If the governmental body, the requestor, or any other person has questions or comments about this ruling, they may contact our office. We note that a third party may challenge this ruling by filing suit seeking to withhold information from a requestor. Gov't Code § 552.325. Although there is no statutory deadline for contacting us, the attorney general prefers to receive any comments within 10 calendar days of the date of this ruling.

Sincerely,

James L. Coggeshall
Assistant Attorney General
Open Records Division
JLC/er
Ref: ID# 245644
Enc. Submitted documents

c: Mr. Dan Montalvo
Burleson, Pate & Gibson, L.L.P.
2414 North Akard, Suite 700
Dallas, Texas 75201
(w/o enclosures)


 

Footnotes

1. We note the Act does not require a governmental body to disclose information that did not exist when the request for information was received. Econ. Opportunities Dev. Corp. v. Bustamante, 562 S.W.2d 266 (Tex.App.-San Antonio 1978, writ dism'd); Open Records Decision No. 452 at 3 (1986).

2. We assume that the "representative sample" of records submitted to this office is truly representative of the requested records as a whole. See Open Records Decision Nos. 499 (1988), 497 (1988). This open records letter does not reach, and therefore does not authorize the withholding of, any other requested records to the extent that those records contain substantially different types of information than that submitted to this office.

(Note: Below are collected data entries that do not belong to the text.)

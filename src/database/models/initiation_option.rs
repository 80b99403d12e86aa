use serde::{Deserialize, Serialize};
use sqlx::FromRow;

/// How a case file was opened (complaint, inspection, ...).
#[derive(Debug, Clone, PartialEq, Eq, Serialize, Deserialize, FromRow)]
pub struct InitiationOption {
    pub id: i32,
    pub name: String,
    pub sort_order: i32,
}
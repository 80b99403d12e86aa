pub mod app;
pub mod auth;
pub mod config;
pub mod database;
pub mod error;
pub mod handlers;
pub mod middleware;
pub mod services;

#[cfg(test)]
pub mod testing;
use axum::{
    extract::Request,
    http::HeaderMap,
    middleware::Next,
    response::Response,
};
use jsonwebtoken::{decode, DecodingKey, Validation};

use crate::auth::Claims;
use crate::config;
use crate::error::ApiError;

/// Authenticated caller extracted from the JWT
#[derive(Clone, Debug)]
pub struct AuthUser {
    pub subject: String,
    pub username: Option<String>,
    pub roles: Vec<String>,
}

impl AuthUser {
    /// True when the caller holds at least one of `roles`
    pub fn has_one_of_roles(&self, roles: &[String]) -> bool {
        roles.iter().any(|role| self.roles.contains(role))
    }
}

impl From<Claims> for AuthUser {
    fn from(claims: Claims) -> Self {
        Self {
            subject: claims.sub,
            username: claims.preferred_username.or(claims.name),
            roles: claims.groups,
        }
    }
}

/// JWT authentication middleware that validates tokens and extracts user context
pub async fn jwt_auth_middleware(
    headers: HeaderMap,
    mut request: Request,
    next: Next,
) -> Result<Response, ApiError> {
    let token = extract_jwt_from_headers(&headers).map_err(ApiError::unauthorized)?;

    let claims = validate_jwt(&token).map_err(|msg| {
        tracing::debug!("Rejected bearer token: {}", msg);
        ApiError::unauthorized(msg)
    })?;

    // Convert claims to AuthUser and inject into request
    let auth_user = AuthUser::from(claims);
    request.extensions_mut().insert(auth_user);

    Ok(next.run(request).await)
}

/// Write gate for create/update: requires one of `security.write_roles` when configured
pub fn ensure_write_role(auth_user: &AuthUser) -> Result<(), ApiError> {
    check_write_role(auth_user, &config::config().security.write_roles)
}

fn check_write_role(auth_user: &AuthUser, write_roles: &[String]) -> Result<(), ApiError> {
    if write_roles.is_empty() || auth_user.has_one_of_roles(write_roles) {
        return Ok(());
    }
    tracing::warn!("Access denied for '{}': missing write role", auth_user.subject);
    Err(ApiError::forbidden("Access Denied"))
}

/// Extract JWT token from Authorization header
fn extract_jwt_from_headers(headers: &HeaderMap) -> Result<String, String> {
    let auth_header = headers
        .get(axum::http::header::AUTHORIZATION)
        .ok_or_else(|| "Missing Authorization header".to_string())?;

    let auth_str = auth_header
        .to_str()
        .map_err(|_| "Invalid Authorization header format".to_string())?;

    if let Some(token) = auth_str.strip_prefix("Bearer ") {
        if token.trim().is_empty() {
            return Err("Empty JWT token".to_string());
        }
        Ok(token.trim().to_string())
    } else {
        Err("Authorization header must use Bearer token format".to_string())
    }
}

/// Validate JWT token and extract claims
pub fn validate_jwt(token: &str) -> Result<Claims, String> {
    let security = &config::config().security;

    if security.jwt_secret.is_empty() {
        return Err("JWT secret not configured".to_string());
    }

    let decoding_key = DecodingKey::from_secret(security.jwt_secret.as_bytes());
    let mut validation = Validation::default();
    match &security.jwt_audience {
        Some(audience) => validation.set_audience(&[audience]),
        None => validation.validate_aud = false,
    }

    let token_data = decode::<Claims>(token, &decoding_key, &validation)
        .map_err(|e| format!("Invalid JWT token: {}", e))?;

    Ok(token_data.claims)
}
use axum::{
    http::StatusCode,
    response::{IntoResponse, Json, Response},
};
use serde::Serialize;
use serde_json::json;

use crate::error::ApiError;

/// Success envelope: `{"success": true, "data": ...}`
#[derive(Debug)]
pub struct ApiResponse<T: Serialize> {
    pub data: T,
    pub status_code: StatusCode,
}

impl<T: Serialize> ApiResponse<T> {
    /// 200 OK
    pub fn success(data: T) -> Self {
        Self { data, status_code: StatusCode::OK }
    }

    /// 201 Created
    pub fn created(data: T) -> Self {
        Self { data, status_code: StatusCode::CREATED }
    }
}

impl<T: Serialize> IntoResponse for ApiResponse<T> {
    fn into_response(self) -> Response {
        match serde_json::to_value(&self.data) {
            Ok(data) => (self.status_code, Json(json!({ "success": true, "data": data }))).into_response(),
            Err(e) => {
                tracing::error!("Failed to serialize response data: {}", e);
                ApiError::internal_server_error("Failed to format response").into_response()
            }
        }
    }
}

pub type ApiResult<T> = Result<ApiResponse<T>, ApiError>;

3. In addition, this office has concluded that litigation was reasonably anticipated when the potential opposing party took the following objective steps toward litigation: filed a complaint with the Equal Employment Opportunity Commission, see Open Records Decision No. 336 (1982); hired an attorney who made a demand for disputed payments and threatened to sue if the payments were not made promptly, see Open Records Decision No. 346 (1982); and threatened to sue on several occasions and hired an attorney, see Open Records Decision No. 288 (1981).